Ich stimme den anderen zu. Das entscheidende ist die Lagerung der Ruten. Ich fische selbst teilweise 30 Jahre alte Ruten die ich vererbt bekommen habe und die sind noch einwandfrei. Waren aber auch all die Jahre kühl und im Dunkeln im trockenen Keller gelagert. Sollte permanent die Sonne auf so eine Rute draufknallen dann denke ich, ist das nicht optimal für das Material.
 Aber trotzdem unterschätzt man schnell wie belastbar Kohlefaser ist. Ich denke mal deine Ruten sollten noch eine ganze Ecke halten, wobei ein Neukauf natürlich immer Sinn macht:q#6


----------



## thanatos (16. Januar 2017)

*AW: Wie lange halten Kohlefaserruten ?*

meine Ruten sind zum angeln da ,nicht um vor Wind und Wetter geschützt im gut klimatisierten Schrank zu stehen  
 und da ist es kaum vermeidbar das sie mal knallig heiß werden oder mal leicht mit Eis überzogen werden .


----------



## Lajos1 (16. Januar 2017)

*AW: Wie lange halten Kohlefaserruten ?*



thanatos schrieb:


> meine Ruten sind zum angeln da ,nicht um vor Wind und Wetter geschützt im gut klimatisierten Schrank zu stehen
> 
> Hallo,
> 
> ...


----------



## Thomas9904 (16. Januar 2017)

*AW: Wie lange halten Kohlefaserruten ?*

Ich glaube nicht, dass Ruten durch "Überalterung" so schnell brechen werden, da müsste viel zusammen kommen.


crisis schrieb:


> Ich denke nicht, dass man das pauschal beantworten kann. Ist nicht die Kohlefaser, die irgendwann zerbröselt, sondern das umgebende Harz.

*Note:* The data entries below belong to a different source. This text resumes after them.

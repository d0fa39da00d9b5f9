//! CLI command implementations.
//!
//! # Commands
//!
//! | Command | Description |
//! |---------|-------------|
//! | `list` | List templates in display order |
//! | `show` | Show one template's fields |
//! | `add` | Create a template |
//! | `update` | Change fields of an existing template |
//! | `delete` | Remove a template |
//! | `render` | Build a prompt from a template and notes |
//! | `reset-defaults` | Replace the catalog with the built-in templates |
//!
//! Templates are referenced by id or by name (case-insensitive).
//!
//! # Example Usage
//!
//! ```bash
//! # Render a formal email prompt from inline notes
//! prompt-builder render "Formal email" --notes "Ask finance to approve the Q3 budget"
//!
//! # Pipe notes in and save the prompt to a file
//! pbpaste | prompt-builder render "Executive Slack summary" --output prompt.txt
//! ```

mod template;

pub use template::{
    OutputFormat, RenderArgs, TemplateFields, cmd_add, cmd_delete, cmd_list, cmd_render,
    cmd_reset_defaults, cmd_show, cmd_update,
};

 Ruten werden definitiv weicher, je nachdem wie viel harz in der Matrix ist (je mehr, desto schneller weich) und wie sehr die Ruten belastet wurden. 
Bei jeder Biegung gibt es Mikrorisse in der Harzmatrix, die per se nicht gefährlich sind, aber mit de Zeit eben die Aktion "weicher" machen durch die dadurch immer flexibler werdende Matrix..
Ist natürlich bei "dauerbelasteten" Spinn- oder Fliegenruten ne andere Nummer als bei Grund oder Brandungsruten.

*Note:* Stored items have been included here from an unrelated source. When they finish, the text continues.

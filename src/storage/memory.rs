//! In-memory template store.

use super::TemplateStore;
use crate::{Error, Result};
use std::sync::atomic::{AtomicBool, AtomicUsize, Ordering};
use std::sync::{Mutex, PoisonError};

/// Template store that keeps the serialized catalog in memory.
///
/// Used for ephemeral sessions and tests. Writes can be switched to fail
/// with [`set_fail_writes`](Self::set_fail_writes) to exercise the
/// catalog's best-effort persistence.
#[derive(Debug, Default)]
pub struct MemoryTemplateStore {
    contents: Mutex<Option<Vec<u8>>>,
    writes: AtomicUsize,
    fail_writes: AtomicBool,
}

impl MemoryTemplateStore {
    /// Creates an empty store.
    #[must_use]
    pub fn new() -> Self {
        Self::default()
    }

    /// Creates a store pre-filled with `bytes`.
    #[must_use]
    pub fn with_contents(bytes: impl Into<Vec<u8>>) -> Self {
        Self {
            contents: Mutex::new(Some(bytes.into())),
            ..Self::default()
        }
    }

    /// Returns a copy of the stored bytes.
    #[must_use]
    pub fn contents(&self) -> Option<Vec<u8>> {
        self.contents
            .lock()
            .unwrap_or_else(PoisonError::into_inner)
            .clone()
    }

    /// Number of successful writes so far.
    #[must_use]
    pub fn write_count(&self) -> usize {
        self.writes.load(Ordering::SeqCst)
    }

    /// Makes subsequent writes fail (or succeed again).
    pub fn set_fail_writes(&self, fail: bool) {
        self.fail_writes.store(fail, Ordering::SeqCst);
    }
}

impl TemplateStore for MemoryTemplateStore {
    fn read(&self) -> Result<Option<Vec<u8>>> {
        Ok(self.contents())
    }

    fn write_all(&self, bytes: &[u8]) -> Result<()> {
        if self.fail_writes.load(Ordering::SeqCst) {
            return Err(Error::operation("write_template_store", "writes disabled"));
        }

        *self
            .contents
            .lock()
            .unwrap_or_else(PoisonError::into_inner) = Some(bytes.to_vec());
        self.writes.fetch_add(1, Ordering::SeqCst);
        Ok(())
    }
}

Hat mir so mal der Herr Steiner von RST erklärt bei einem Besuch jedenfalls so erklärt mit der Haarmatrix und den Haarrissen...
http://www.anglerpraxis.de/ausgaben...kherstellung-und-rutenbau-in-deutschland.html


----------



## thanatos (16. Januar 2017)

*AW: Wie lange halten Kohlefaserruten ?*

das nicht die Fasern den Geist aufgeben sondern das Kunstharz -das alles zusammen hält darüber waren wir uns ja schon einig .:m
 Aber nehmen wir mal etwas vergleichbares -Elektrozaun -
 pfähle aus Glasfaser ,die sind ja das ganze Jahr der Witterung ausgesetzt ,haben keine extra schicke Lackierung die sie noch etwas schützt aber nach einem Jahr habe ich sie nur noch mit Handschuhen "umgepflanzt" gehalten haben sie trotzdem 
 ergo - je nach gebrauchs Bedingungen halten Angelruten 
 sicher ein halbes Jahrhundert +


----------



## Nordlichtangler (16. Januar 2017)

*AW: Wie lange halten Kohlefaserruten ?*

Der bedeutsamste Faktor zum durchhalten neben der Verunfallung (primär an Autotüren u. Klappen, siehe Umfrage im Anglerboard) ist ja die Überlastung eines Blanks, also wieviel man dem immerwieder und dauernd zumutet. 
Geht man immer an die Grenze und biegt die Rute quasi zum VollKreis, pfeffert an Gewichten raus was nur irgend geht, oder schlägt damit derbe Hänger raus, was mit Dyneema ja viel härter als mit Mono geht, stresst das den Blankverband, die Harze brechen auf und die einzelnen stärkst belasteten Fasern brechen dann auch sukzessive.
Bleibt man ein gut Stück darunter, geht sinniger um, löst Hänger über ein Wickelholz und vermeidet extreme Belastungen, halten die sicher zigfach länger und gehen ein Anglerleben nicht mehr kaputt, vorausgesetzt die sind exakt, gleichmäßig und gut verkleidet prodiziert.


----------